At The New Republic, Jonathan Chait reviews two new books about Ayn Rand — Goddess of the Market: Ayn Rand and the American Right by Jennifer Burns and Ayn Rand and the World She Made by Anne C. Heller. Via Burns and Heller, Chait’s review nails Randism and the Randbots who still worship at her altar. Just a snip:
When Rand condemned a piece of literature, art, or music (she favored Romantic Russian melodies from her youth and detested Bach, Mozart, Beethoven, and Brahms), her followers adopted the judgment. Since Rand disliked facial hair, her admirers went clean-shaven. When she bought a new dining room table, several of them rushed to find the same model for themselves.
Chait calls Rand’s ideas “inverted Marxism.” He notes the degree to which her novels “oddly mirrored the Socialist Realist style, with two-dimensional characters serving as ideological props.” Like Marxism, Rand’s Objectivism “failed for the same reason that communism failed: it tried to make its people live by the dictates of a totalizing ideology that failed to honor the realities of human existence.”
Yes, Rand hated Marxism, and her ideas were relentlessly reactionary to Marxism. But because Rand’s life and work were shaped entirely by reaction, she was never really free from the things she opposed. Marxism still ruled and defined her, even as she imagined herself liberated from it. Hers was an utter failure to find equanimity.

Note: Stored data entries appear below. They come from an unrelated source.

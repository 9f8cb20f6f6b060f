//! # ef-hpo
//!
//! Hyper-parameter optimization for EvoFlow.
//!
//! [`HpoProblem`] turns an initialized workflow into a batched problem whose
//! inputs are parameter settings and whose fitness is the inner workflow's
//! metric. [`ParamCodec`] lets a vector-based algorithm drive it, and
//! [`Tuner`] runs grid or random search over a [`SearchSpace`] with trial
//! tracking.

mod codec;
mod config;
mod problem;
mod search;
mod trial;
mod tuner;

pub use codec::ParamCodec;
pub use config::HpoConfig;
pub use problem::{HpoProblem, ParamBatch, INSTANCES};
pub use search::{
    GridSearch, ParameterDef, ParameterKind, ParameterSet, ParameterValue, RandomSearch, SearchSpace,
    SearchStrategy,
};
pub use trial::{
    ObjectiveDirection, StrategyKind, Trial, TrialResult, TrialStatus, TunerConfig, TuningId, TuningRun,
    TuningState,
};
pub use tuner::Tuner;
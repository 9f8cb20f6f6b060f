//! Search spaces over workflow parameters and the strategies that sample them.

use std::collections::BTreeMap;

use rand::{Rng, SeedableRng};
use rand_chacha::ChaCha8Rng;
use serde::{Deserialize, Serialize};

use ef_types::{validation_error, EfResult};

/// One dimension of the search space, addressed by qualified parameter path
/// (e.g. `algorithm.w`).
#[derive(Debug, Clone, PartialEq, Serialize, Deserialize)]
pub struct ParameterDef {
    pub path: String,
    pub kind: ParameterKind,
}

/// Describes how a parameter is sampled.
#[derive(Debug, Clone, PartialEq, Serialize, Deserialize)]
pub enum ParameterKind {
    /// Continuous uniform range [low, high].
    FloatRange { low: f64, high: f64 },
    /// Integer range [low, high] inclusive.
    IntRange { low: i64, high: i64 },
    /// Sampled uniformly in log-space.
    LogUniform { low: f64, high: f64 },
    Choice { values: Vec<f64> },
}

/// A concrete value produced by a search strategy.
#[derive(Debug, Clone, Copy, PartialEq, Serialize, Deserialize)]
#[serde(untagged)]
pub enum ParameterValue {
    Int(i64),
    Float(f64),
}

impl ParameterValue {
    pub fn as_f64(self) -> f64 {
        match self {
            Self::Float(v) => v,
            Self::Int(v) => v as f64,
        }
    }
}

impl std::fmt::Display for ParameterValue {
    fn fmt(&self, f: &mut std::fmt::Formatter<'_>) -> std::fmt::Result {
        match self {
            Self::Float(v) => write!(f, "{v}"),
            Self::Int(v) => write!(f, "{v}"),
        }
    }
}

/// One suggested setting: a value per parameter path.
pub type ParameterSet = BTreeMap<String, ParameterValue>;

/// Ordered list of parameter definitions.
#[derive(Debug, Clone, Default, PartialEq, Serialize, Deserialize)]
pub struct SearchSpace {
    pub parameters: Vec<ParameterDef>,
}

impl SearchSpace {
    pub fn new() -> Self {
        Self::default()
    }

    pub fn add_float(self, path: impl Into<String>, low: f64, high: f64) -> Self {
        self.add(path, ParameterKind::FloatRange { low, high })
    }

    pub fn add_int(self, path: impl Into<String>, low: i64, high: i64) -> Self {
        self.add(path, ParameterKind::IntRange { low, high })
    }

    pub fn add_log_uniform(self, path: impl Into<String>, low: f64, high: f64) -> Self {
        self.add(path, ParameterKind::LogUniform { low, high })
    }

    pub fn add_choice(self, path: impl Into<String>, values: Vec<f64>) -> Self {
        self.add(path, ParameterKind::Choice { values })
    }

    fn add(mut self, path: impl Into<String>, kind: ParameterKind) -> Self {
        self.parameters.push(ParameterDef {
            path: path.into(),
            kind,
        });
        self
    }

    pub fn paths(&self) -> impl Iterator<Item = &str> {
        self.parameters.iter().map(|p| p.path.as_str())
    }

    pub fn validate(&self) -> EfResult<()> {
        if self.parameters.is_empty() {
            return Err(validation_error!("search space is empty"));
        }
        for param in &self.parameters {
            let ok = match &param.kind {
                ParameterKind::FloatRange { low, high } => low <= high,
                ParameterKind::IntRange { low, high } => low <= high,
                ParameterKind::LogUniform { low, high } => *low > 0.0 && low <= high,
                ParameterKind::Choice { values } => !values.is_empty(),
            };
            if !ok {
                return Err(validation_error!("invalid range for {}: {:?}", param.path, param.kind));
            }
        }
        Ok(())
    }

    /// Number of grid points, `None` when a continuous dimension has no
    /// natural grid.
    pub fn grid_size(&self) -> Option<usize> {
        let mut total: usize = 1;
        for param in &self.parameters {
            let dim_size = match &param.kind {
                ParameterKind::IntRange { low, high } => {
                    usize::try_from(high.checked_sub(*low)?.checked_add(1)?).ok()?
                }
                ParameterKind::Choice { values } => values.len(),
                _ => return None,
            };
            total = total.checked_mul(dim_size)?;
        }
        Some(total)
    }
}

/// Source of parameter settings for a tuning run.
pub trait SearchStrategy: Send + Sync {
    /// Next batch of at most `count` settings. An empty batch means the
    /// strategy is exhausted.
    fn suggest(&mut self, count: usize) -> Vec<ParameterSet>;

    /// Feed back an observed objective.
    fn report(&mut self, _params: &ParameterSet, _objective: f64) {}

    fn name(&self) -> &str;
}

// ---- Grid search ----

/// Exhaustive walk over the Cartesian product of all dimensions.
#[derive(Debug, Clone)]
pub struct GridSearch {
    cursor: usize,
    combos: Vec<ParameterSet>,
}

impl GridSearch {
    /// Continuous dimensions are split into `float_steps` evenly spaced points.
    pub fn new(space: &SearchSpace, float_steps: usize) -> Self {
        Self {
            cursor: 0,
            combos: Self::build_grid(space, float_steps),
        }
    }

    pub fn len(&self) -> usize {
        self.combos.len()
    }

    pub fn is_empty(&self) -> bool {
        self.combos.is_empty()
    }

    fn build_grid(space: &SearchSpace, float_steps: usize) -> Vec<ParameterSet> {
        let steps = float_steps.max(2);
        let spaced = |low: f64, high: f64| -> Vec<f64> {
            (0..steps)
                .map(|i| low + (high - low) * i as f64 / (steps - 1) as f64)
                .collect()
        };

        let mut result: Vec<ParameterSet> = vec![BTreeMap::new()];
        for param in &space.parameters {
            let values: Vec<ParameterValue> = match &param.kind {
                ParameterKind::FloatRange { low, high } => {
                    spaced(*low, *high).into_iter().map(ParameterValue::Float).collect()
                }
                ParameterKind::IntRange { low, high } => (*low..=*high).map(ParameterValue::Int).collect(),
                ParameterKind::LogUniform { low, high } => spaced(low.ln(), high.ln())
                    .into_iter()
                    .map(|v| ParameterValue::Float(v.exp()))
                    .collect(),
                ParameterKind::Choice { values } => values.iter().copied().map(ParameterValue::Float).collect(),
            };
            let mut next = Vec::with_capacity(result.len() * values.len());
            for existing in &result {
                for value in &values {
                    let mut combo = existing.clone();
                    combo.insert(param.path.clone(), *value);
                    next.push(combo);
                }
            }
            result = next;
        }
        result
    }
}

impl SearchStrategy for GridSearch {
    fn suggest(&mut self, count: usize) -> Vec<ParameterSet> {
        let end = (self.cursor + count).min(self.combos.len());
        let batch = self.combos[self.cursor..end].to_vec();
        self.cursor = end;
        batch
    }

    fn name(&self) -> &str {
        "grid"
    }
}

// ---- Random search ----

/// Independent uniform sampling, reproducible from a seed.
#[derive(Debug, Clone)]
pub struct RandomSearch {
    space: SearchSpace,
    rng: ChaCha8Rng,
}

impl RandomSearch {
    pub fn new(space: SearchSpace, seed: u64) -> Self {
        Self {
            space,
            rng: ChaCha8Rng::seed_from_u64(seed),
        }
    }

    fn sample_one(&mut self) -> ParameterSet {
        let rng = &mut self.rng;
        self.space
            .parameters
            .iter()
            .map(|param| {
                let value = match &param.kind {
                    ParameterKind::FloatRange { low, high } => ParameterValue::Float(rng.gen_range(*low..=*high)),
                    ParameterKind::IntRange { low, high } => ParameterValue::Int(rng.gen_range(*low..=*high)),
                    ParameterKind::LogUniform { low, high } => {
                        let log_val: f64 = rng.gen_range(low.ln()..=high.ln());
                        ParameterValue::Float(log_val.exp())
                    }
                    ParameterKind::Choice { values } => ParameterValue::Float(values[rng.gen_range(0..values.len())]),
                };
                (param.path.clone(), value)
            })
            .collect()
    }
}

impl SearchStrategy for RandomSearch {
    fn suggest(&mut self, count: usize) -> Vec<ParameterSet> {
        (0..count).map(|_| self.sample_one()).collect()
    }

    fn name(&self) -> &str {
        "random"
    }
}
use thiserror::Error;

/// Main error type for the EvoFlow system
#[derive(Error, Debug)]
pub enum EfError {
    #[error("Structure error: {0}")]
    Structure(#[from] StructureError),

    #[error("Workflow error: {0}")]
    Workflow(#[from] WorkflowError),

    #[error("HPO error: {0}")]
    Hpo(#[from] HpoError),

    #[error("Configuration error: {0}")]
    Config(String),

    #[error("IO error: {0}")]
    Io(#[from] std::io::Error),

    #[error("Serialization error: {0}")]
    Serialization(#[from] serde_json::Error),

    #[error("Array shape error: {0}")]
    Shape(#[from] ndarray::ShapeError),

    #[error("Internal error: {0}")]
    Internal(String),

    #[error("Validation error: {0}")]
    Validation(String),
}

/// Errors in the module tree or in the shape of a state snapshot
#[derive(Error, Debug)]
pub enum StructureError {
    #[error("Path not found in state: {path}")]
    PathNotFound { path: String },

    #[error("Attribute {name} not found at {path}")]
    AttributeNotFound { path: String, name: String },

    #[error("Local state has no attribute named {name}")]
    MissingAttribute { name: String },

    #[error("Duplicate child name {name} under {parent}")]
    DuplicateChild { parent: String, name: String },

    #[error("Duplicate attribute {name} in schema")]
    DuplicateAttribute { name: String },

    #[error("Invalid node name {name:?}: {reason}")]
    InvalidName { name: String, reason: String },

    #[error("State at {path} does not match its schema (missing: {missing:?}, unexpected: {unexpected:?})")]
    SchemaMismatch {
        path: String,
        missing: Vec<String>,
        unexpected: Vec<String>,
    },

    #[error("Cannot stack states: {message}")]
    StackMismatch { message: String },

    #[error("Cannot stack an empty list of states")]
    EmptyStack,

    #[error("State has no batch dimension to unstack")]
    NotBatched,

    #[error("Shape mismatch for {context}: expected {expected:?}, got {actual:?}")]
    ShapeMismatch {
        context: String,
        expected: Vec<usize>,
        actual: Vec<usize>,
    },

    #[error("Value {name} is not a {expected}")]
    ValueKind { name: String, expected: String },

    #[error("Invalid placement for {path}: {message}")]
    InvalidPlacement { path: String, message: String },
}

/// Step-protocol errors
#[derive(Error, Debug)]
pub enum WorkflowError {
    #[error("Workflow not initialized: {path}")]
    NotInitialized { path: String },

    #[error("Candidate batch rejected by problem input contract: {message}")]
    InputMismatch { message: String },

    #[error("Fitness shape {actual:?} does not match candidate batch of {expected_batch}")]
    FitnessShape {
        expected_batch: usize,
        actual: Vec<usize>,
    },

    #[error("Expected {expected} candidates, got {actual}")]
    CandidateKind { expected: String, actual: String },

    #[error("Component at {path} failed: {message}")]
    Component { path: String, message: String },

    #[error("No monitor named {name}")]
    MissingMonitor { name: String },

    #[error("Monitor at {path} does not expose a metric")]
    NoMetric { path: String },
}

/// Hyper-parameter optimization wrapper errors
#[derive(Error, Debug)]
pub enum HpoError {
    #[error("Parameter {path} has leading dimension {actual}, expected {expected} instances")]
    InstanceCountMismatch {
        path: String,
        expected: usize,
        actual: usize,
    },

    #[error("Unknown hyper-parameter path: {path}")]
    UnknownParameter { path: String },

    #[error("Hyper-parameter {path} has shape {actual:?}, expected {expected:?}")]
    ParameterShape {
        path: String,
        expected: Vec<usize>,
        actual: Vec<usize>,
    },

    #[error("Invalid HPO configuration: {message}")]
    InvalidConfig { message: String },

    #[error("Inner workflow must be initialized before wrapping")]
    WorkflowNotReady,
}

/// Result type alias for EvoFlow operations
pub type EfResult<T> = Result<T, EfError>;

/// Helper trait for converting string errors
pub trait IntoEfError {
    fn into_ef_error(self) -> EfError;
}

impl IntoEfError for String {
    fn into_ef_error(self) -> EfError {
        EfError::Internal(self)
    }
}

impl IntoEfError for &str {
    fn into_ef_error(self) -> EfError {
        EfError::Internal(self.to_string())
    }
}

/// Macro for creating validation errors
#[macro_export]
macro_rules! validation_error {
    ($($arg:tt)*) => {
        $crate::EfError::Validation(format!($($arg)*))
    };
}

/// Macro for creating internal errors
#[macro_export]
macro_rules! internal_error {
    ($($arg:tt)*) => {
        $crate::EfError::Internal(format!($($arg)*))
    };
}

/// Macro for creating configuration errors
#[macro_export]
macro_rules! config_error {
    ($($arg:tt)*) => {
        $crate::EfError::Config(format!($($arg)*))
    };
}

#[cfg(test)]
mod tests {
    use super::*;

    #[test]
    fn test_error_display() {
        let error = HpoError::InstanceCountMismatch {
            path: "algorithm.w".to_string(),
            expected: 5,
            actual: 3,
        };

        assert!(error.to_string().contains("algorithm.w"));
        assert!(error.to_string().contains('5'));
        assert!(error.to_string().contains('3'));
    }

    #[test]
    fn test_error_conversion() {
        let structure_error = StructureError::PathNotFound {
            path: "monitor".to_string(),
        };
        let ef_error: EfError = structure_error.into();

        match ef_error {
            EfError::Structure(StructureError::PathNotFound { path }) => assert_eq!(path, "monitor"),
            _ => panic!("Expected Structure error"),
        }
    }

    #[test]
    fn test_shape_mismatch_lists_both_shapes() {
        let error = StructureError::ShapeMismatch {
            context: "algorithm.population".into(),
            expected: vec![10, 2],
            actual: vec![10, 3],
        };
        let text = error.to_string();
        assert!(text.contains("[10, 2]"));
        assert!(text.contains("[10, 3]"));
    }

    #[test]
    fn test_macros() {
        let _validation_err = validation_error!("Invalid value: {}", 42);
        let _internal_err = internal_error!("Something went wrong");
        let _config_err = config_error!("Missing required field: {}", "seed");
    }
}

Anyway, the larger point of both books is the degree to which Rand’s unbalanced ideas still haunt our political discourse. In particular, we are hobbled by the idea “that the United States is divided into two classes–the hard-working productive elite, and the indolent masses leeching off their labor by means of confiscatory taxes and transfer programs.”
(An aside: Culturally, IMO there is something profoundly un-American about Randism. Although we’ve always had our Calvinistic undercurrents, through most of American popular culture since the age of Andrew Jackson our national mythos was about the triumph of common men — yes, usually men — over the inbred, indolent elite. Americans may have admired George Washington, but we identified with Davey Crockett, Daniel Boone, and Huckleberry Finn. Our ur-myth was about the savvy, weather-beaten cowpoke who proves to be a better man than the wealthy, educated city slicker. Now our ur-myth is about winning American Idol.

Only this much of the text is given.